What the exercise asks: Search the entries below for the word "enum" and copy every line where it appears.
[Data for the task Boundary: Start]
//! Binary layout of the control requests.
//!
//! A control request travels as a C struct whose layout depends on who sent it: pointers and
//! `long`s are 4 or 8 bytes wide, 64-bit fields may only be 4-aligned, and byte order follows the
//! CPU. An [`Abi`] captures those differences, and every request shape implements [`Wire`] to be
//! read or written under any of them.

use crate::core::Timespec;
use sis33_derive::{request, Wire};
use std::time::{Duration, SystemTime, UNIX_EPOCH};
use thiserror::Error;

#[derive(Debug, Clone, Error, PartialEq, Eq)]
pub enum WireError {
    #[error("Request truncated, needed {needed} bytes but only {available} are there")]
    Truncated { needed: usize, available: usize },
    #[error("{value:#x} doesn't fit in a {width}-byte {what}")]
    Unrepresentable {
        what: &'static str,
        value: i128,
        width: usize,
    },
}

type WireResult<T> = std::result::Result<T, WireError>;

#[derive(Debug, Copy, Clone, PartialEq, Eq)]
pub enum PointerWidth {
    Bits32,
    Bits64,
}

impl PointerWidth {
    #[must_use]
    pub fn bytes(self) -> usize {
        match self {
            Self::Bits32 => 4,
            Self::Bits64 => 8,
        }
    }
}

#[derive(Debug, Copy, Clone, PartialEq, Eq)]
pub enum Endian {
    Little,
    Big,
}

/// The parts of a C ABI that change the layout of a request
#[derive(Debug, Copy, Clone, PartialEq, Eq)]
pub struct Abi {
    /// Width of pointers and `long`
    pub pointer_width: PointerWidth,
    pub endian: Endian,
    /// Alignment of 64-bit integers inside structs
    pub u64_align: usize,
}

impl Abi {
    /// x86-64
    pub const LP64_LE: Self = Self {
        pointer_width: PointerWidth::Bits64,
        endian: Endian::Little,
        u64_align: 8,
    };
    /// i386, where 64-bit fields are only 4-aligned
    pub const ILP32_LE: Self = Self {
        pointer_width: PointerWidth::Bits32,
        endian: Endian::Little,
        u64_align: 4,
    };
    /// 64-bit PowerPC
    pub const LP64_BE: Self = Self {
        pointer_width: PointerWidth::Bits64,
        endian: Endian::Big,
        u64_align: 8,
    };
    /// 32-bit PowerPC, the usual VME crate controller
    pub const ILP32_BE: Self = Self {
        pointer_width: PointerWidth::Bits32,
        endian: Endian::Big,
        u64_align: 8,
    };

    /// The layout of the machine we're running on
    #[must_use]
    pub fn host() -> Self {
        let endian = if cfg!(target_endian = "big") {
            Endian::Big
        } else {
            Endian::Little
        };
        if cfg!(target_pointer_width = "64") {
            Self {
                pointer_width: PointerWidth::Bits64,
                endian,
                u64_align: 8,
            }
        } else {
            Self {
                pointer_width: PointerWidth::Bits32,
                endian,
                u64_align: if cfg!(target_arch = "x86") { 4 } else { 8 },
            }
        }
    }

    #[must_use]
    pub fn pointer_bytes(self) -> usize {
        self.pointer_width.bytes()
    }
}

/// Rounds `offset` up to a multiple of `align`
#[must_use]
pub fn align_up(offset: usize, align: usize) -> usize {
    offset.div_ceil(align.max(1)) * align.max(1)
}

/// Serializes request fields in an [`Abi`]'s layout
#[derive(Debug)]
pub struct WireWriter {
    abi: Abi,
    buf: Vec<u8>,
}

impl WireWriter {
    #[must_use]
    pub fn new(abi: Abi) -> Self {
        Self {
            abi,
            buf: Vec::new(),
        }
    }

    #[must_use]
    pub fn abi(&self) -> Abi {
        self.abi
    }

    /// Zero-pads up to the next multiple of `align`
    pub fn align_to(&mut self, align: usize) {
        self.buf.resize(align_up(self.buf.len(), align), 0);
    }

    /// Writes the low `width` bytes of `value` in the ABI's byte order
    pub fn put_uint(&mut self, value: u64, width: usize) {
        match self.abi.endian {
            Endian::Little => self.buf.extend_from_slice(&value.to_le_bytes()[..width]),
            Endian::Big => self.buf.extend_from_slice(&value.to_be_bytes()[8 - width..]),
        }
    }

    #[must_use]
    pub fn into_bytes(self) -> Vec<u8> {
        self.buf
    }
}

/// Deserializes request fields laid out for an [`Abi`]
#[derive(Debug)]
pub struct WireReader<'a> {
    abi: Abi,
    buf: &'a [u8],
    pos: usize,
}

impl<'a> WireReader<'a> {
    #[must_use]
    pub fn new(abi: Abi, buf: &'a [u8]) -> Self {
        Self { abi, buf, pos: 0 }
    }

    #[must_use]
    pub fn abi(&self) -> Abi {
        self.abi
    }

    fn take(&mut self, len: usize) -> WireResult<&'a [u8]> {
        let end = self.pos + len;
        let bytes = self.buf.get(self.pos..end).ok_or(WireError::Truncated {
            needed: end,
            available: self.buf.len(),
        })?;
        self.pos = end;
        Ok(bytes)
    }

    /// Skips padding up to the next multiple of `align`
    /// # Errors
    /// Returns an error if the padding runs past the end of the request
    pub fn align_to(&mut self, align: usize) -> WireResult<()> {
        let pad = align_up(self.pos, align) - self.pos;
        self.take(pad).map(|_| ())
    }

    /// Reads a `width`-byte unsigned integer in the ABI's byte order
    /// # Errors
    /// Returns an error if the request is too short
    pub fn get_uint(&mut self, width: usize) -> WireResult<u64> {
        let bytes = self.take(width)?;
        let mut word = [0u8; 8];
        Ok(match self.abi.endian {
            Endian::Little => {
                word[..width].copy_from_slice(bytes);
                u64::from_le_bytes(word)
            }
            Endian::Big => {
                word[8 - width..].copy_from_slice(bytes);
                u64::from_be_bytes(word)
            }
        })
    }
}

/// A value with a C layout in every [`Abi`]
pub trait Wire: Sized {
    fn align(abi: Abi) -> usize;

    /// Size including tail padding, i.e. `sizeof`
    fn size(abi: Abi) -> usize;

    /// # Errors
    /// Returns an error if a value can't be represented in the writer's ABI
    fn encode(&self, writer: &mut WireWriter) -> WireResult<()>;

    /// # Errors
    /// Returns an error if the input is too short
    fn decode(reader: &mut WireReader<'_>) -> WireResult<Self>;

    /// Encodes `self` on its own in `abi`'s layout
    /// # Errors
    /// Returns an error if a value can't be represented in that ABI
    fn to_bytes(&self, abi: Abi) -> WireResult<Vec<u8>> {
        let mut writer = WireWriter::new(abi);
        self.encode(&mut writer)?;
        Ok(writer.into_bytes())
    }

    /// Decodes a value laid out in `abi` from the start of `bytes`
    /// # Errors
    /// Returns an error if `bytes` is too short
    fn from_bytes(abi: Abi, bytes: &[u8]) -> WireResult<Self> {
        Self::decode(&mut WireReader::new(abi, bytes))
    }
}

macro_rules! wire_uint {
    ($num:ty, $align:expr) => {
        impl Wire for $num {
            fn align(abi: Abi) -> usize {
                let align: fn(Abi) -> usize = $align;
                align(abi)
            }

            fn size(_abi: Abi) -> usize {
                std::mem::size_of::<$num>()
            }

            fn encode(&self, writer: &mut WireWriter) -> WireResult<()> {
                writer.align_to(<$num as Wire>::align(writer.abi()));
                writer.put_uint(u64::from(*self), std::mem::size_of::<$num>());
                Ok(())
            }

            // Only as many bytes as the type holds are read
            #[allow(clippy::cast_possible_truncation)]
            fn decode(reader: &mut WireReader<'_>) -> WireResult<Self> {
                reader.align_to(<$num as Wire>::align(reader.abi()))?;
                let value = reader.get_uint(std::mem::size_of::<$num>())?;
                Ok(value as $num)
            }
        }
    };
}

wire_uint!(u32, |_| 4);
wire_uint!(u64, |abi: Abi| abi.u64_align);

/// A caller-space address, pointer-sized on the wire
#[derive(Debug, Default, Copy, Clone, PartialEq, Eq, Hash)]
pub struct UserPtr(pub u64);

impl UserPtr {
    pub const NULL: Self = Self(0);

    #[must_use]
    pub fn is_null(self) -> bool {
        self.0 == 0
    }

    /// The address `offset` bytes further
    #[must_use]
    pub fn offset(self, offset: usize) -> Self {
        Self(self.0.wrapping_add(offset as u64))
    }
}

impl Wire for UserPtr {
    fn align(abi: Abi) -> usize {
        abi.pointer_bytes()
    }

    fn size(abi: Abi) -> usize {
        abi.pointer_bytes()
    }

    fn encode(&self, writer: &mut WireWriter) -> WireResult<()> {
        let width = writer.abi().pointer_bytes();
        if width < 8 && self.0 > u64::from(u32::MAX) {
            return Err(WireError::Unrepresentable {
                what: "pointer",
                value: i128::from(self.0),
                width,
            });
        }
        writer.align_to(width);
        writer.put_uint(self.0, width);
        Ok(())
    }

    fn decode(reader: &mut WireReader<'_>) -> WireResult<Self> {
        let width = reader.abi().pointer_bytes();
        reader.align_to(width)?;
        reader.get_uint(width).map(Self)
    }
}

/// A C `long`, sign-extended when read from a 32-bit layout
#[derive(Debug, Default, Copy, Clone, PartialEq, Eq)]
pub struct Long(pub i64);

impl Wire for Long {
    fn align(abi: Abi) -> usize {
        abi.pointer_bytes()
    }

    fn size(abi: Abi) -> usize {
        abi.pointer_bytes()
    }

    fn encode(&self, writer: &mut WireWriter) -> WireResult<()> {
        let width = writer.abi().pointer_bytes();
        if width < 8 && i32::try_from(self.0).is_err() {
            return Err(WireError::Unrepresentable {
                what: "long",
                value: i128::from(self.0),
                width,
            });
        }
        writer.align_to(width);
        // Two's complement, the upper bytes are dropped for 32-bit layouts
        #[allow(clippy::cast_sign_loss)]
        let raw = self.0 as u64;
        writer.put_uint(raw, width);
        Ok(())
    }

    #[allow(clippy::cast_possible_wrap, clippy::cast_possible_truncation)]
    fn decode(reader: &mut WireReader<'_>) -> WireResult<Self> {
        let width = reader.abi().pointer_bytes();
        reader.align_to(width)?;
        let raw = reader.get_uint(width)?;
        Ok(Self(if width < 8 {
            i64::from(raw as u32 as i32)
        } else {
            raw as i64
        }))
    }
}

impl<T: Wire, const N: usize> Wire for [T; N] {
    fn align(abi: Abi) -> usize {
        T::align(abi)
    }

    fn size(abi: Abi) -> usize {
        T::size(abi) * N
    }

    fn encode(&self, writer: &mut WireWriter) -> WireResult<()> {
        self.iter().try_for_each(|v| v.encode(writer))
    }

    fn decode(reader: &mut WireReader<'_>) -> WireResult<Self> {
        let items = (0..N)
            .map(|_| T::decode(reader))
            .collect::<WireResult<Vec<T>>>()?;
        // Exactly N items were decoded above
        items.try_into().map_err(|_| WireError::Truncated {
            needed: N,
            available: 0,
        })
    }
}

/// `struct timespec`
#[derive(Wire, Debug, Default, Copy, Clone, PartialEq, Eq)]
pub struct WireTimespec {
    pub tv_sec: Long,
    pub tv_nsec: Long,
}

impl From<Timespec> for WireTimespec {
    fn from(value: Timespec) -> Self {
        Self {
            tv_sec: Long(value.seconds),
            tv_nsec: Long(value.nanoseconds),
        }
    }
}

impl From<WireTimespec> for Timespec {
    fn from(value: WireTimespec) -> Self {
        Self {
            seconds: value.tv_sec.0,
            nanoseconds: value.tv_nsec.0,
        }
    }
}

/// `struct timeval`
#[derive(Wire, Debug, Default, Copy, Clone, PartialEq, Eq)]
pub struct WireTimeval {
    pub tv_sec: Long,
    pub tv_usec: Long,
}

impl WireTimeval {
    /// Wall-clock time, all zeros for `None` or anything before the epoch
    #[must_use]
    pub fn from_system_time(time: Option<SystemTime>) -> Self {
        let since_epoch = time
            .and_then(|t| t.duration_since(UNIX_EPOCH).ok())
            .unwrap_or_default();
        Self {
            tv_sec: Long(i64::try_from(since_epoch.as_secs()).unwrap_or(i64::MAX)),
            tv_usec: Long(i64::from(since_epoch.subsec_micros())),
        }
    }

    /// `None` for the all-zeros "never" value
    #[must_use]
    pub fn to_system_time(self) -> Option<SystemTime> {
        let secs = u64::try_from(self.tv_sec.0).ok()?;
        let micros = u64::try_from(self.tv_usec.0).ok()?;
        if secs == 0 && micros == 0 {
            return None;
        }
        UNIX_EPOCH.checked_add(Duration::from_secs(secs) + Duration::from_micros(micros))
    }
}

/// The arm request
#[request(1)]
#[derive(Wire, Debug, Default, Copy, Clone, PartialEq, Eq)]
pub struct WireAcqDesc {
    pub segment: u32,
    pub nr_events: u32,
    pub ev_length: u32,
    pub flags: u32,
    pub timeout: WireTimespec,
    pub unused: [u32; 4],
}

/// One event of a fetch, `data` points to the caller's sample buffer
#[derive(Wire, Debug, Default, Copy, Clone, PartialEq, Eq)]
pub struct WireAcq {
    pub data: UserPtr,
    pub size: u32,
    pub nr_samples: u32,
    pub prevticks: u64,
    pub first_samp: u32,
    /// Non-zero for big-endian sample words
    pub be: u32,
    pub unused: [u32; 4],
}

/// The fetch request, `acqs` points to an array of `n_acqs` [`WireAcq`]
#[request(0)]
#[derive(Wire, Debug, Default, Copy, Clone, PartialEq, Eq)]
pub struct WireAcqList {
    pub segment: u32,
    pub channel: u32,
    pub acqs: UserPtr,
    pub n_acqs: u32,
    pub flags: u32,
    pub timeout: WireTimespec,
    pub endtime: WireTimeval,
    pub unused: [u32; 4],
}

const IOC_WRITE: u32 = 1;
const IOC_READ: u32 = 2;
const IOC_SIZE_MASK: u32 = (1 << 14) - 1;

/// The control requests a card understands
#[derive(Debug, Copy, Clone, PartialEq, Eq)]
pub enum Request {
    Fetch,
    Acquire,
}

impl Request {
    /// Type byte of the request numbers
    pub const MAGIC: u8 = b'3';

    /// The request number under `abi`, whose struct size is part of it
    #[must_use]
    pub fn number(self, abi: Abi) -> u32 {
        let (dir, nr, size) = match self {
            Self::Fetch => (IOC_READ | IOC_WRITE, WireAcqList::NR, WireAcqList::size(abi)),
            Self::Acquire => (IOC_WRITE, WireAcqDesc::NR, WireAcqDesc::size(abi)),
        };
        // Request structs are far below the 14-bit size limit
        #[allow(clippy::cast_possible_truncation)]
        let size = size as u32 & IOC_SIZE_MASK;
        (dir << 30) | (size << 16) | (u32::from(Self::MAGIC) << 8) | u32::from(nr)
    }

    /// Decodes a request number issued by a caller using `abi`
    #[must_use]
    pub fn from_number(cmd: u32, abi: Abi) -> Option<Self> {
        [Self::Fetch, Self::Acquire]
            .into_iter()
            .find(|r| r.number(abi) == cmd)
    }
}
[Data for the task Boundary: End]
Output of the task:
pub enum WireError {
pub enum PointerWidth {
pub enum Endian {
pub enum Request {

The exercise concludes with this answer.